La muestra presenta un vistoso desequilibrio: buena parte de lo expuesto pertenece a los años 40, prolíficos y sin duda de los más estimulantes visualmente. Pero lo que puede parecer una debilidad (por si se quisiera un equitativo panorama del artista) tiene, creo, una razón concreta: la exhibición funciona como una especie de “segunda parte” de Donación Raúl Javiel Cabrera Cabrerita, exhibida en el mismo lugar en marzo de 2018, siempre bajo el cuidado de Rocca. En aquel momento se expuso la ingente donación de piezas de Cabrera que Fernande Dalézio, viuda de Parrilla, hizo al MNAV –hasta aquel momento muy deficitario, a nivel de acervo, con respecto a este artista–, en la que la distribución temporal fue más ecuánime.
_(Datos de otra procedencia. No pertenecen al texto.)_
//! X.509 certificate accessors
//!
//! A thin wrapper around `x509_cert::Certificate` that keeps the original DER
//! and the exact TBS bytes, and exposes the handful of fields the verifier
//! needs: names, validity window, key identifiers, basic constraints,
//! subject alternative name and raw extension values.

use crate::error::{Error, Result};
use crate::signing::{PublicKey, SigningScheme};
use chrono::{DateTime, Utc};
use const_oid::db::rfc5280::{
    ID_CE_AUTHORITY_KEY_IDENTIFIER, ID_CE_BASIC_CONSTRAINTS, ID_CE_SUBJECT_ALT_NAME,
    ID_CE_SUBJECT_KEY_IDENTIFIER,
};
use const_oid::ObjectIdentifier;
use der::asn1::Utf8StringRef;
use der::{Decode, Encode, Reader, SliceReader};
use x509_cert::ext::pkix::name::GeneralName;
use x509_cert::ext::pkix::{
    AuthorityKeyIdentifier, BasicConstraints, SubjectAltName, SubjectKeyIdentifier,
};
use x509_cert::ext::Extension;
use x509_cert::name::Name;

/// A parsed certificate
#[derive(Debug, Clone)]
pub struct Certificate {
    der: Vec<u8>,
    tbs_der: Vec<u8>,
    inner: x509_cert::Certificate,
    public_key: PublicKey,
    not_before: DateTime<Utc>,
    not_after: DateTime<Utc>,
}

impl PartialEq for Certificate {
    fn eq(&self, other: &Self) -> bool {
        self.der == other.der
    }
}

impl Eq for Certificate {}

impl Certificate {
    /// Parse a DER-encoded certificate
    pub fn from_der(der: &[u8]) -> Result<Self> {
        let inner = x509_cert::Certificate::from_der(der)
            .map_err(|e| Error::Certificate(format!("failed to parse certificate: {}", e)))?;
        let tbs_der = extract_tbs_der(der)?;
        let public_key = PublicKey::from_spki(&inner.tbs_certificate.subject_public_key_info)?;
        let validity = &inner.tbs_certificate.validity;
        let not_before = to_datetime(validity.not_before.to_unix_duration())?;
        let not_after = to_datetime(validity.not_after.to_unix_duration())?;

        Ok(Self {
            der: der.to_vec(),
            tbs_der,
            inner,
            public_key,
            not_before,
            not_after,
        })
    }

    /// The original DER bytes
    pub fn der(&self) -> &[u8] {
        &self.der
    }

    /// The original TBSCertificate bytes
    pub fn tbs_der(&self) -> &[u8] {
        &self.tbs_der
    }

    /// The underlying `x509_cert` value
    pub fn inner(&self) -> &x509_cert::Certificate {
        &self.inner
    }

    pub fn subject(&self) -> &Name {
        &self.inner.tbs_certificate.subject
    }

    pub fn issuer(&self) -> &Name {
        &self.inner.tbs_certificate.issuer
    }

    /// Serial number content bytes
    pub fn serial_number(&self) -> &[u8] {
        self.inner.tbs_certificate.serial_number.as_bytes()
    }

    pub fn not_before(&self) -> DateTime<Utc> {
        self.not_before
    }

    pub fn not_after(&self) -> DateTime<Utc> {
        self.not_after
    }

    /// Whether `time` falls inside the validity window (inclusive)
    pub fn is_valid_at(&self, time: DateTime<Utc>) -> bool {
        self.not_before <= time && time <= self.not_after
    }

    pub fn public_key(&self) -> &PublicKey {
        &self.public_key
    }

    /// DER encoding of the SubjectPublicKeyInfo
    pub fn spki_der(&self) -> Result<Vec<u8>> {
        Ok(self
            .inner
            .tbs_certificate
            .subject_public_key_info
            .to_der()?)
    }

    /// Find an extension by OID
    pub fn extension(&self, oid: ObjectIdentifier) -> Option<&Extension> {
        self.inner
            .tbs_certificate
            .extensions
            .as_ref()?
            .iter()
            .find(|ext| ext.extn_id == oid)
    }

    /// Raw `extnValue` contents of an extension
    pub fn extension_value(&self, oid: ObjectIdentifier) -> Option<&[u8]> {
        self.extension(oid).map(|ext| ext.extn_value.as_bytes())
    }

    fn decode_extension<T: for<'a> Decode<'a>>(&self, oid: ObjectIdentifier) -> Option<T> {
        T::from_der(self.extension_value(oid)?).ok()
    }

    /// Basic constraints `cA` flag (false when the extension is absent)
    pub fn is_ca(&self) -> bool {
        self.decode_extension::<BasicConstraints>(ID_CE_BASIC_CONSTRAINTS)
            .map(|bc| bc.ca)
            .unwrap_or(false)
    }

    /// Basic constraints `pathLenConstraint`
    pub fn path_len_constraint(&self) -> Option<u8> {
        self.decode_extension::<BasicConstraints>(ID_CE_BASIC_CONSTRAINTS)
            .and_then(|bc| bc.path_len_constraint)
    }

    pub fn subject_key_identifier(&self) -> Option<Vec<u8>> {
        self.decode_extension::<SubjectKeyIdentifier>(ID_CE_SUBJECT_KEY_IDENTIFIER)
            .map(|ski| ski.0.as_bytes().to_vec())
    }

    pub fn authority_key_identifier(&self) -> Option<Vec<u8>> {
        self.decode_extension::<AuthorityKeyIdentifier>(ID_CE_AUTHORITY_KEY_IDENTIFIER)
            .and_then(|aki| aki.key_identifier)
            .map(|kid| kid.as_bytes().to_vec())
    }

    /// First usable subject alternative name: URI, then email, then a UTF-8
    /// otherName.
    pub fn subject_alternative_name(&self) -> Option<String> {
        let san = self.decode_extension::<SubjectAltName>(ID_CE_SUBJECT_ALT_NAME)?;

        let uri = san.0.iter().find_map(|name| match name {
            GeneralName::UniformResourceIdentifier(uri) => Some(uri.to_string()),
            _ => None,
        });
        let email = || {
            san.0.iter().find_map(|name| match name {
                GeneralName::Rfc822Name(email) => Some(email.to_string()),
                _ => None,
            })
        };
        let other = || {
            san.0.iter().find_map(|name| match name {
                GeneralName::OtherName(other) => other
                    .value
                    .decode_as::<Utf8StringRef<'_>>()
                    .ok()
                    .map(|s| s.as_str().to_string()),
                _ => None,
            })
        };

        uri.or_else(email).or_else(other)
    }

    /// Whether subject and issuer names are equal
    pub fn has_self_issued_name(&self) -> bool {
        self.subject() == self.issuer()
    }

    /// Verify this certificate's signature with `issuer_key`
    pub fn verify_signed_by(&self, issuer_key: &PublicKey) -> Result<()> {
        let scheme =
            SigningScheme::for_signature_algorithm(self.inner.signature_algorithm.oid, issuer_key)?;
        let signature = self
            .inner
            .signature
            .as_bytes()
            .ok_or_else(|| Error::Certificate("signature is not octet aligned".to_string()))?;
        issuer_key.verify_with_scheme(scheme, &self.tbs_der, signature)
    }
}

fn to_datetime(d: std::time::Duration) -> Result<DateTime<Utc>> {
    let secs = i64::try_from(d.as_secs())
        .map_err(|_| Error::Certificate("validity time out of range".to_string()))?;
    DateTime::from_timestamp(secs, 0)
        .ok_or_else(|| Error::Certificate("validity time out of range".to_string()))
}

/// Extract the original TBS (To Be Signed) certificate DER bytes
///
/// Re-encoding the decoded structure may not reproduce the signed bytes, so
/// the TBS element is sliced out of the original encoding instead.
fn extract_tbs_der(cert_der: &[u8]) -> Result<Vec<u8>> {
    // Certificate ::= SEQUENCE { tbsCertificate, signatureAlgorithm, signatureValue }
    let mut reader = SliceReader::new(cert_der)?;
    let outer_header = der::Header::decode(&mut reader)?;
    let cert_contents = reader.read_slice(outer_header.length)?;

    let mut tbs_reader = SliceReader::new(cert_contents)?;
    let tbs_header = der::Header::decode(&mut tbs_reader)?;

    let header_len: usize = tbs_header
        .encoded_len()?
        .try_into()
        .map_err(|_| Error::Certificate("TBS header length too large".to_string()))?;
    let body_len: usize = tbs_header
        .length
        .try_into()
        .map_err(|_| Error::Certificate("TBS body length too large".to_string()))?;
    let tbs_total_len = header_len
        .checked_add(body_len)
        .ok_or_else(|| Error::Certificate("TBS length calculation overflow".to_string()))?;

    if tbs_total_len > cert_contents.len() {
        return Err(Error::Certificate(
            "TBS length exceeds certificate contents".to_string(),
        ));
    }

    Ok(cert_contents[..tbs_total_len].to_vec())
}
De todas formas, Entre el olvido y la leyenda abunda en material poco (o nunca) visto y muy valioso, cuya proveniencia se divide equitativamente entre colecciones privadas e instituciones públicas: cartas, programas, afiches, libros, además de obras de su fase inicial, de estudios y bocetos, algún óleo (Cabrerita fue esencialmente acuarelista) y, como cereza, cuatro asombrosos autorretratos (cronológica y estilísticamente muy distantes uno del otro, y sin embargo los cuatro muy “cabrerianos”). Sin ninguna duda los contornos de Cabrerita se hacen más definidos –reiterando e incluso aumentando la centralidad de este artista en el panorama nacional– una vez atravesada la exposición.


Javiel Raúl Cabrera. Entre el olvido y la leyenda. Curador: Pablo Thiago Rocca. Museo Nacional de Artes Visuales (Tomás Giribaldi 2283). Hasta el 2 de febrero.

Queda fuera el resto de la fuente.